*** Block opens ***
//! Concurrent LRU Object Cache
//!
//! This module implements the response cache shared by every worker.
//! Entries are complete response bodies keyed by absolute URI, bounded by a
//! per-object cap, a global byte budget, and an entry-count ceiling.
//!
//! ## Design Decisions
//!
//! 1. **Arena + Indices**: Entries live in a `Vec` of slots and link to each
//!    other by slot index. Promotion and eviction relink indices; nothing
//!    holds a pointer into the list.
//! 2. **One RwLock**: A single lock guards the list, the key index and the
//!    byte count, so every structural mutation is totally ordered.
//! 3. **Two-Step Lookup**: Misses are answered under the read lock. Hits
//!    re-resolve the key under the write lock to promote it, and an entry
//!    that vanished in between is reported as a miss.
//!
//! ## Recency Order
//!
//! ```text
//!   head (MRU)                                   tail (LRU)
//!  ┌─────────┐  next  ┌─────────┐  next  ┌─────────┐
//!  │ slot 3  │ ─────> │ slot 0  │ ─────> │ slot 5  │ ──> evicted first
//!  │ uri, 2K │ <───── │ uri, 9K │ <───── │ uri, 1K │
//!  └─────────┘  prev  └─────────┘  prev  └─────────┘
//! ```
//!
//! ## Lock Poisoning
//!
//! A poisoned lock means a writer panicked halfway through relinking. The
//! list may be torn, so every accessor panics instead of recovering.

use crate::cache::config::CacheConfig;
use bytes::Bytes;
use std::collections::HashMap;
use std::sync::atomic::{AtomicU64, Ordering};
use std::sync::{RwLock, RwLockReadGuard, RwLockWriteGuard};
use tracing::trace;

/// A cached response body and the URI it was fetched from.
#[derive(Debug, Clone, PartialEq, Eq)]
pub struct CacheEntry {
    /// Cache key (absolute URI)
    pub uri: String,
    /// Response body bytes
    pub content: Bytes,
}

impl CacheEntry {
    /// Size charged against the cache budget.
    #[inline]
    pub fn size(&self) -> usize {
        self.content.len()
    }
}

/// Result of a [`Cache::insert`] call.
#[derive(Debug, Clone, Copy, PartialEq, Eq)]
pub enum InsertOutcome {
    /// The entry is now at the head of the cache
    Stored {
        /// Entries evicted from the tail to make room
        evicted: usize,
        /// Whether an older entry for the same URI was replaced
        replaced: bool,
    },
    /// The object exceeds the per-object cap and was not cached
    TooLarge { size: usize },
}

impl InsertOutcome {
    /// Returns true if the entry was cached.
    pub fn is_stored(&self) -> bool {
        matches!(self, InsertOutcome::Stored { .. })
    }
}

/// A slot in the arena.
#[derive(Debug)]
struct Node {
    entry: CacheEntry,
    prev: Option<usize>,
    next: Option<usize>,
}

/// The recency list and its bookkeeping; always accessed under the lock.
#[derive(Debug, Default)]
struct LruList {
    slots: Vec<Option<Node>>,
    free: Vec<usize>,
    index: HashMap<String, usize>,
    head: Option<usize>,
    tail: Option<usize>,
    total_size: usize,
}

impl LruList {
    fn len(&self) -> usize {
        self.index.len()
    }

    fn node(&self, idx: usize) -> &Node {
        self.slots[idx].as_ref().expect("linked slot is occupied")
    }

    fn node_mut(&mut self, idx: usize) -> &mut Node {
        self.slots[idx].as_mut().expect("linked slot is occupied")
    }

    /// Unlinks a node, leaving it in its slot with no neighbours.
    fn detach(&mut self, idx: usize) {
        let (prev, next) = {
            let node = self.node(idx);
            (node.prev, node.next)
        };

        match prev {
            Some(p) => self.node_mut(p).next = next,
            None => self.head = next,
        }
        match next {
            Some(n) => self.node_mut(n).prev = prev,
            None => self.tail = prev,
        }

        let node = self.node_mut(idx);
        node.prev = None;
        node.next = None;
    }

    /// Links a detached node at the head.
    fn attach_front(&mut self, idx: usize) {
        let old_head = self.head;
        {
            let node = self.node_mut(idx);
            node.prev = None;
            node.next = old_head;
        }

        match old_head {
            Some(h) => self.node_mut(h).prev = Some(idx),
            None => self.tail = Some(idx),
        }
        self.head = Some(idx);
    }

    fn promote(&mut self, idx: usize) {
        if self.head != Some(idx) {
            self.detach(idx);
            self.attach_front(idx);
        }
    }

    fn push_front(&mut self, entry: CacheEntry) {
        let size = entry.size();
        let uri = entry.uri.clone();
        let node = Node {
            entry,
            prev: None,
            next: None,
        };

        let idx = match self.free.pop() {
            Some(idx) => {
                self.slots[idx] = Some(node);
                idx
            }
            None => {
                self.slots.push(Some(node));
                self.slots.len() - 1
            }
        };

        self.index.insert(uri, idx);
        self.attach_front(idx);
        self.total_size += size;
    }

    fn remove(&mut self, idx: usize) -> CacheEntry {
        self.detach(idx);
        let node = self.slots[idx].take().expect("linked slot is occupied");
        self.free.push(idx);
        self.index.remove(&node.entry.uri);
        self.total_size -= node.entry.size();
        node.entry
    }

    fn pop_tail(&mut self) -> Option<CacheEntry> {
        let tail = self.tail?;
        Some(self.remove(tail))
    }

    fn clear(&mut self) {
        *self = LruList::default();
    }
}

/// The shared response cache.
///
/// Wrap it in an `Arc` and hand a clone to every worker. All operations
/// take `&self`.
///
/// # Example
///
/// ```
/// use proxycache::cache::{Cache, CacheConfig};
/// use bytes::Bytes;
///
/// let cache = Cache::with_config(CacheConfig {
///     max_object_size: 16,
///     max_cache_size: 32,
///     max_entries: 8,
/// });
///
/// cache.insert("http://x/a", Bytes::from("0123456789abcdef"));
/// cache.insert("http://x/b", Bytes::from("0123456789abcdef"));
/// cache.lookup("http://x/a"); // a is now most recently used
/// cache.insert("http://x/c", Bytes::from("0123456789abcdef"));
///
/// assert!(cache.contains("http://x/a"));
/// assert!(!cache.contains("http://x/b"));
/// ```
pub struct Cache {
    list: RwLock<LruList>,
    config: CacheConfig,

    /// Statistics: lookups that returned content
    hits: AtomicU64,

    /// Statistics: lookups that found nothing
    misses: AtomicU64,

    /// Statistics: successful insertions
    insertions: AtomicU64,

    /// Statistics: entries evicted from the tail
    evictions: AtomicU64,

    /// Statistics: insertions refused for exceeding the object cap
    rejected: AtomicU64,
}

impl std::fmt::Debug for Cache {
    fn fmt(&self, f: &mut std::fmt::Formatter<'_>) -> std::fmt::Result {
        f.debug_struct("Cache")
            .field("config", &self.config)
            .field("hits", &self.hits.load(Ordering::Relaxed))
            .field("misses", &self.misses.load(Ordering::Relaxed))
            .field("evictions", &self.evictions.load(Ordering::Relaxed))
            .finish()
    }
}

impl Default for Cache {
    fn default() -> Self {
        Self::new()
    }
}

impl Cache {
    /// Creates an empty cache with default limits.
    pub fn new() -> Self {
        Self::with_config(CacheConfig::default())
    }

    /// Creates an empty cache with the given limits.
    pub fn with_config(config: CacheConfig) -> Self {
        Self {
            list: RwLock::new(LruList::default()),
            config,
            hits: AtomicU64::new(0),
            misses: AtomicU64::new(0),
            insertions: AtomicU64::new(0),
            evictions: AtomicU64::new(0),
            rejected: AtomicU64::new(0),
        }
    }

    fn read(&self) -> RwLockReadGuard<'_, LruList> {
        self.list.read().expect("cache lock poisoned")
    }

    fn write(&self) -> RwLockWriteGuard<'_, LruList> {
        self.list.write().expect("cache lock poisoned")
    }

    /// Returns the limits this cache enforces.
    pub fn config(&self) -> &CacheConfig {
        &self.config
    }

    /// Looks up a body by URI, promoting it to most recently used on a hit.
    ///
    /// The returned `Bytes` shares the cached buffer; no copy is made.
    pub fn lookup(&self, uri: &str) -> Option<Bytes> {
        if !self.read().index.contains_key(uri) {
            self.misses.fetch_add(1, Ordering::Relaxed);
            return None;
        }

        self.promote(uri)
    }

    /// Second step of [`Cache::lookup`]: re-resolves `uri` under the write
    /// lock and promotes it, or counts a miss if it is gone.
    fn promote(&self, uri: &str) -> Option<Bytes> {
        let mut list = self.write();
        match list.index.get(uri).copied() {
            Some(idx) => {
                list.promote(idx);
                self.hits.fetch_add(1, Ordering::Relaxed);
                Some(list.node(idx).entry.content.clone())
            }
            None => {
                // Evicted between the read pass and promotion
                trace!(uri = uri, "Entry vanished before promotion");
                self.misses.fetch_add(1, Ordering::Relaxed);
                None
            }
        }
    }

    /// Inserts a body, evicting from the tail until it fits.
    ///
    /// Bodies larger than the per-object cap are skipped. An existing entry
    /// for the same URI is replaced and its size credited back first.
    pub fn insert(&self, uri: impl Into<String>, content: Bytes) -> InsertOutcome {
        let size = content.len();
        if size > self.config.max_object_size || size > self.config.max_cache_size {
            self.rejected.fetch_add(1, Ordering::Relaxed);
            return InsertOutcome::TooLarge { size };
        }

        let uri = uri.into();
        let mut list = self.write();

        let replaced = match list.index.get(&uri).copied() {
            Some(idx) => {
                list.remove(idx);
                true
            }
            None => false,
        };

        let mut evicted = 0;
        while list.total_size + size > self.config.max_cache_size
            || list.len() >= self.config.max_entries
        {
            match list.pop_tail() {
                Some(victim) => {
                    trace!(uri = %victim.uri, size = victim.size(), "Evicted entry");
                    evicted += 1;
                }
                None => break,
            }
        }

        list.push_front(CacheEntry { uri, content });
        drop(list);

        self.insertions.fetch_add(1, Ordering::Relaxed);
        self.evictions.fetch_add(evicted as u64, Ordering::Relaxed);

        InsertOutcome::Stored { evicted, replaced }
    }

    /// Removes and returns the least recently used entry.
    ///
    /// Returns `None` and changes nothing if the cache is empty.
    pub fn evict_tail(&self) -> Option<CacheEntry> {
        let victim = self.write().pop_tail();
        if victim.is_some() {
            self.evictions.fetch_add(1, Ordering::Relaxed);
        }
        victim
    }

    /// Returns true if an entry exists for `uri`, without promoting it.
    pub fn contains(&self, uri: &str) -> bool {
        self.read().index.contains_key(uri)
    }

    /// Number of cached entries.
    pub fn len(&self) -> usize {
        self.read().len()
    }

    /// Returns true if nothing is cached.
    pub fn is_empty(&self) -> bool {
        self.len() == 0
    }

    /// Sum of the sizes of all cached entries, in bytes.
    pub fn total_size(&self) -> usize {
        self.read().total_size
    }

    /// Global byte budget.
    pub fn capacity(&self) -> usize {
        self.config.max_cache_size
    }

    /// Cached URIs from most to least recently used.
    pub fn keys_by_recency(&self) -> Vec<String> {
        let list = self.read();
        let mut keys = Vec::with_capacity(list.len());
        let mut cursor = list.head;
        while let Some(idx) = cursor {
            let node = list.node(idx);
            keys.push(node.entry.uri.clone());
            cursor = node.next;
        }
        keys
    }

    /// Drops every entry.
    pub fn clear(&self) {
        self.write().clear();
    }

    /// Returns cache statistics.
    pub fn stats(&self) -> CacheStats {
        let (entries, total_size) = {
            let list = self.read();
            (list.len(), list.total_size)
        };

        CacheStats {
            hits: self.hits.load(Ordering::Relaxed),
            misses: self.misses.load(Ordering::Relaxed),
            insertions: self.insertions.load(Ordering::Relaxed),
            evictions: self.evictions.load(Ordering::Relaxed),
            rejected: self.rejected.load(Ordering::Relaxed),
            entries,
            total_size,
        }
    }
}

/// Cache statistics.
#[derive(Debug, Clone, Copy, PartialEq, Eq)]
pub struct CacheStats {
    /// Lookups that returned content
    pub hits: u64,
    /// Lookups that found nothing
    pub misses: u64,
    /// Successful insertions
    pub insertions: u64,
    /// Entries evicted from the tail
    pub evictions: u64,
    /// Insertions refused for size
    pub rejected: u64,
    /// Entries currently cached
    pub entries: usize,
    /// Bytes currently cached
    pub total_size: usize,
}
*** Block closes ***
_Work instruction:_
The reply should hold only the lines from the beginning of the listing above through the line with "the cache budget.", each one written exactly as it appears.

_Result of this exercise:_
//! Concurrent LRU Object Cache
//!
//! This module implements the response cache shared by every worker.
//! Entries are complete response bodies keyed by absolute URI, bounded by a
//! per-object cap, a global byte budget, and an entry-count ceiling.
//!
//! ## Design Decisions
//!
//! 1. **Arena + Indices**: Entries live in a `Vec` of slots and link to each
//!    other by slot index. Promotion and eviction relink indices; nothing
//!    holds a pointer into the list.
//! 2. **One RwLock**: A single lock guards the list, the key index and the
//!    byte count, so every structural mutation is totally ordered.
//! 3. **Two-Step Lookup**: Misses are answered under the read lock. Hits
//!    re-resolve the key under the write lock to promote it, and an entry
//!    that vanished in between is reported as a miss.
//!
//! ## Recency Order
//!
//! ```text
//!   head (MRU)                                   tail (LRU)
//!  ┌─────────┐  next  ┌─────────┐  next  ┌─────────┐
//!  │ slot 3  │ ─────> │ slot 0  │ ─────> │ slot 5  │ ──> evicted first
//!  │ uri, 2K │ <───── │ uri, 9K │ <───── │ uri, 1K │
//!  └─────────┘  prev  └─────────┘  prev  └─────────┘
//! ```
//!
//! ## Lock Poisoning
//!
//! A poisoned lock means a writer panicked halfway through relinking. The
//! list may be torn, so every accessor panics instead of recovering.

use crate::cache::config::CacheConfig;
use bytes::Bytes;
use std::collections::HashMap;
use std::sync::atomic::{AtomicU64, Ordering};
use std::sync::{RwLock, RwLockReadGuard, RwLockWriteGuard};
use tracing::trace;

/// A cached response body and the URI it was fetched from.
#[derive(Debug, Clone, PartialEq, Eq)]
pub struct CacheEntry {
    /// Cache key (absolute URI)
    pub uri: String,
    /// Response body bytes
    pub content: Bytes,
}

impl CacheEntry {
    /// Size charged against the cache budget.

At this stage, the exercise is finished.